══ The input ══
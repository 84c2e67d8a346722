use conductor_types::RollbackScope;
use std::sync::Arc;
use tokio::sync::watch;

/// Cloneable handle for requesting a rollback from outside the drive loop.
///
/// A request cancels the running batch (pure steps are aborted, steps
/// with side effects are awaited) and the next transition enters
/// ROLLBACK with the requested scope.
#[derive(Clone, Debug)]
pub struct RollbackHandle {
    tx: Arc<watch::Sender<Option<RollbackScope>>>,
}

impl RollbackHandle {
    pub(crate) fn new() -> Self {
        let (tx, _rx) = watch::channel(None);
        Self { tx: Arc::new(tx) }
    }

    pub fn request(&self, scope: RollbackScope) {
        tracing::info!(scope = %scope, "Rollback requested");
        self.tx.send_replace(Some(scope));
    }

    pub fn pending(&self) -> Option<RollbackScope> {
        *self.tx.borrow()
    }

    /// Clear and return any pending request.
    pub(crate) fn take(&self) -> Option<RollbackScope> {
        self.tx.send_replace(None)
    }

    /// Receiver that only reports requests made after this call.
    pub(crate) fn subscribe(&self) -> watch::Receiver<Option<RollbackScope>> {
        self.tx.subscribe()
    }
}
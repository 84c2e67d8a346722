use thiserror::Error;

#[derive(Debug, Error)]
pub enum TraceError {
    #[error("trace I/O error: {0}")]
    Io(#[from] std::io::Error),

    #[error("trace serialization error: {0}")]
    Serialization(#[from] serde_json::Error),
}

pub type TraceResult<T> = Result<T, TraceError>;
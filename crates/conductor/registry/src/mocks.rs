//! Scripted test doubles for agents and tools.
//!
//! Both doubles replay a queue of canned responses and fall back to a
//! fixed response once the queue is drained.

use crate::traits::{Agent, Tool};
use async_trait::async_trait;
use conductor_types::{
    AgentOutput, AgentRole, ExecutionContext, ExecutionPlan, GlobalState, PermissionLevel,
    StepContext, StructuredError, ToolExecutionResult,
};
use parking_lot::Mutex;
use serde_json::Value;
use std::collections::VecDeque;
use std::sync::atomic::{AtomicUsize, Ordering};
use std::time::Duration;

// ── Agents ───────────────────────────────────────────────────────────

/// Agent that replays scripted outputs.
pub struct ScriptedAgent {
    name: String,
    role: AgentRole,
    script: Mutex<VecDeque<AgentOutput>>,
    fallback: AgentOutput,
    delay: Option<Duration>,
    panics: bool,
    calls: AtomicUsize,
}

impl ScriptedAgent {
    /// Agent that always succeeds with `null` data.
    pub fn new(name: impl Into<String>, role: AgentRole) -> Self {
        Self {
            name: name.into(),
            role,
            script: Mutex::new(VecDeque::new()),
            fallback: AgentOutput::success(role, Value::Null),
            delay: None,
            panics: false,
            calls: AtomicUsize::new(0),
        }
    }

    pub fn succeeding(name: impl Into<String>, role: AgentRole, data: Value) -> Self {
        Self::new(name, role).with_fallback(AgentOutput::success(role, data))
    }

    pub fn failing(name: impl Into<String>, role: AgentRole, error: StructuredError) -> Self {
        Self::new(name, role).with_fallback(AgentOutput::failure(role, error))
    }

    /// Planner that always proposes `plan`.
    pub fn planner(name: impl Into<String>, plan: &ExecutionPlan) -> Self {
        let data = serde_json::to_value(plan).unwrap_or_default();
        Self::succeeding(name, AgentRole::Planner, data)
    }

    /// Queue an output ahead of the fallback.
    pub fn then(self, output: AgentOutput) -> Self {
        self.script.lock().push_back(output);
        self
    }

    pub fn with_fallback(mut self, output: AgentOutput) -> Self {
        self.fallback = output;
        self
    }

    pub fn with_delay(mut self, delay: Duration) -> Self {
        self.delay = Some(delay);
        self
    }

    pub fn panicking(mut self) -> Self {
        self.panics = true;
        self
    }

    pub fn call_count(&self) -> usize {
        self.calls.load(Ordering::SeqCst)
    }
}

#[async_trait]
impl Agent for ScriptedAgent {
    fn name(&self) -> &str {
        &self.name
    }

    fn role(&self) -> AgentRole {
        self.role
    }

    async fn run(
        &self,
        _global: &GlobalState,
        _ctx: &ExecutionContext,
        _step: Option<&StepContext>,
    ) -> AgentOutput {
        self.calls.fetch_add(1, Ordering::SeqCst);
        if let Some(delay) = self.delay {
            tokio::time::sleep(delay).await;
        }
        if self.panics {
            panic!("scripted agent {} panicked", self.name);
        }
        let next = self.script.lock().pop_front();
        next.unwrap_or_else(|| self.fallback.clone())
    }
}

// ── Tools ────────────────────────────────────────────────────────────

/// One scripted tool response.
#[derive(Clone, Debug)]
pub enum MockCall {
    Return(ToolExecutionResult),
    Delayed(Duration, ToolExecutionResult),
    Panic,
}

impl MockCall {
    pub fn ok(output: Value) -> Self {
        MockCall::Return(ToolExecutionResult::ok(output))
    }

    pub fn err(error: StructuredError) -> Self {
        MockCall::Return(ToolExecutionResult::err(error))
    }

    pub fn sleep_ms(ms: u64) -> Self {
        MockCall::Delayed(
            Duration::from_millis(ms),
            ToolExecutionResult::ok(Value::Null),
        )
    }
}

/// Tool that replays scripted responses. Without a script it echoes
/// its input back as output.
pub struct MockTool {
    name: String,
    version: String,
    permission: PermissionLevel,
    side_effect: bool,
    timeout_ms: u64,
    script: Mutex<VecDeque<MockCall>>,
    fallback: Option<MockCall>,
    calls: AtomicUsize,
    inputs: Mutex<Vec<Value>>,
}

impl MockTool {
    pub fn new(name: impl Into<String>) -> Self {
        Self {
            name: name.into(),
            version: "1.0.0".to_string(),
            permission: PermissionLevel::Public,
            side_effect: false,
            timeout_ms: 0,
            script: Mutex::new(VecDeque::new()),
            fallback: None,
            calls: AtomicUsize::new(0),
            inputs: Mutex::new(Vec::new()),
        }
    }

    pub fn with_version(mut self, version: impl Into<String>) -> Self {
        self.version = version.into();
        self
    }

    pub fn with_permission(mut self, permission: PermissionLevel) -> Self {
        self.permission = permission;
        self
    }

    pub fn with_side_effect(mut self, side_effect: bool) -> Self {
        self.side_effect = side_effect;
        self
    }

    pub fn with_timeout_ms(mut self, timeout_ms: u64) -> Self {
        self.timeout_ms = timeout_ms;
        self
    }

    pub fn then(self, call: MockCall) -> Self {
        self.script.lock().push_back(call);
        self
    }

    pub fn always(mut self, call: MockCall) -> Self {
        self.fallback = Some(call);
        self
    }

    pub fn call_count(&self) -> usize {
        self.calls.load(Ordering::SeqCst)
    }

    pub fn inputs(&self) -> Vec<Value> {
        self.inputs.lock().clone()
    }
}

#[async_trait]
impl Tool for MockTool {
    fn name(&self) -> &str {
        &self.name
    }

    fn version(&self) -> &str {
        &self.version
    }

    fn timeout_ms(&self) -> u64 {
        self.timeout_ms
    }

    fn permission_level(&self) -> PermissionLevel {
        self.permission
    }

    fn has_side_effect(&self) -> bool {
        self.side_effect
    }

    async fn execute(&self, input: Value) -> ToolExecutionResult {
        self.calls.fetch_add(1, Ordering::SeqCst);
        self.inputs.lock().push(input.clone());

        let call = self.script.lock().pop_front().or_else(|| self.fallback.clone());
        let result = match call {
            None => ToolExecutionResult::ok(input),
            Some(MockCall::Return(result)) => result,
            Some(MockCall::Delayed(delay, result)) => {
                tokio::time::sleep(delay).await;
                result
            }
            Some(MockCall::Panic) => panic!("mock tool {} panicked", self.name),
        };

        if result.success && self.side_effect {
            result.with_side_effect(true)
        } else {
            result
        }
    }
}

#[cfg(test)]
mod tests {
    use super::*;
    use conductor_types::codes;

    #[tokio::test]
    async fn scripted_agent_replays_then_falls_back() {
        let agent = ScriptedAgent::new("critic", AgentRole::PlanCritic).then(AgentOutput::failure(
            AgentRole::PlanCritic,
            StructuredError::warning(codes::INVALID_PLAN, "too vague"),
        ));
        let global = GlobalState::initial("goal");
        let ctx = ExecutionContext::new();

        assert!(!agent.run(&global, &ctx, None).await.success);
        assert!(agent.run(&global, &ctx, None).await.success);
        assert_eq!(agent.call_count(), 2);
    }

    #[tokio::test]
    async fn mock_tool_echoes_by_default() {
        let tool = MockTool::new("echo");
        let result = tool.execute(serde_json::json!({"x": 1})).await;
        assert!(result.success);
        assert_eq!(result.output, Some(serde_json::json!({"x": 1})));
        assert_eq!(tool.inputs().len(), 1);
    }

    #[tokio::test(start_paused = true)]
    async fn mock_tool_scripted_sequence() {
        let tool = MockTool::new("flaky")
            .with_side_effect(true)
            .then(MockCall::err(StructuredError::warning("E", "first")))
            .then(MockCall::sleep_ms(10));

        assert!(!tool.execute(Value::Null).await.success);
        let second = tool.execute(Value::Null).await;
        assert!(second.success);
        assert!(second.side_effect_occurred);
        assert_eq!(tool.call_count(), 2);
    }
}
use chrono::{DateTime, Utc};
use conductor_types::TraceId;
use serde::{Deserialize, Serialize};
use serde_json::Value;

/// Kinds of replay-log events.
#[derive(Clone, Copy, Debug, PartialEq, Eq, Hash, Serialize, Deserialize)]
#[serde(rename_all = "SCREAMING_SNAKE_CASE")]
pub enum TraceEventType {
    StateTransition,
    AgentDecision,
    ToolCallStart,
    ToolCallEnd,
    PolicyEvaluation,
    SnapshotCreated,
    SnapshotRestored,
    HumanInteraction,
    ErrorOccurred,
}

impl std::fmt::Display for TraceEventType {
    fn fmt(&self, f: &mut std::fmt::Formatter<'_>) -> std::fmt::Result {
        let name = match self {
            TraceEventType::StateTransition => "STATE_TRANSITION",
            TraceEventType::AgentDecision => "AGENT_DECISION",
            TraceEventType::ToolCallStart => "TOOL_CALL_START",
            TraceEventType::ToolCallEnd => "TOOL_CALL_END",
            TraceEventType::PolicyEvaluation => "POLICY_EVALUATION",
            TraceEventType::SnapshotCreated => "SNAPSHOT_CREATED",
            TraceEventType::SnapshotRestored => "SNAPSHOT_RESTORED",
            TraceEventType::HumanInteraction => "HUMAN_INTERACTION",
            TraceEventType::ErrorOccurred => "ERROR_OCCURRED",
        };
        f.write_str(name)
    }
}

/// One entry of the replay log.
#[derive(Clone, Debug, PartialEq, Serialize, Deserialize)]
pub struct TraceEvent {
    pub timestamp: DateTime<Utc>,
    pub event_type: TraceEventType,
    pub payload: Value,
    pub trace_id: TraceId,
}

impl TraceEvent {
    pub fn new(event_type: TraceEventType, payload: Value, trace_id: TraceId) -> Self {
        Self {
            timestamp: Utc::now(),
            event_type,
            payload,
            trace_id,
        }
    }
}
═══
• Exercise brief:
Each line above that holds the string "Duration" should be copied and shown.

• Written answer:
use std::time::Duration;
    delay: Option<Duration>,
    pub fn with_delay(mut self, delay: Duration) -> Self {
    Delayed(Duration, ToolExecutionResult),
            Duration::from_millis(ms),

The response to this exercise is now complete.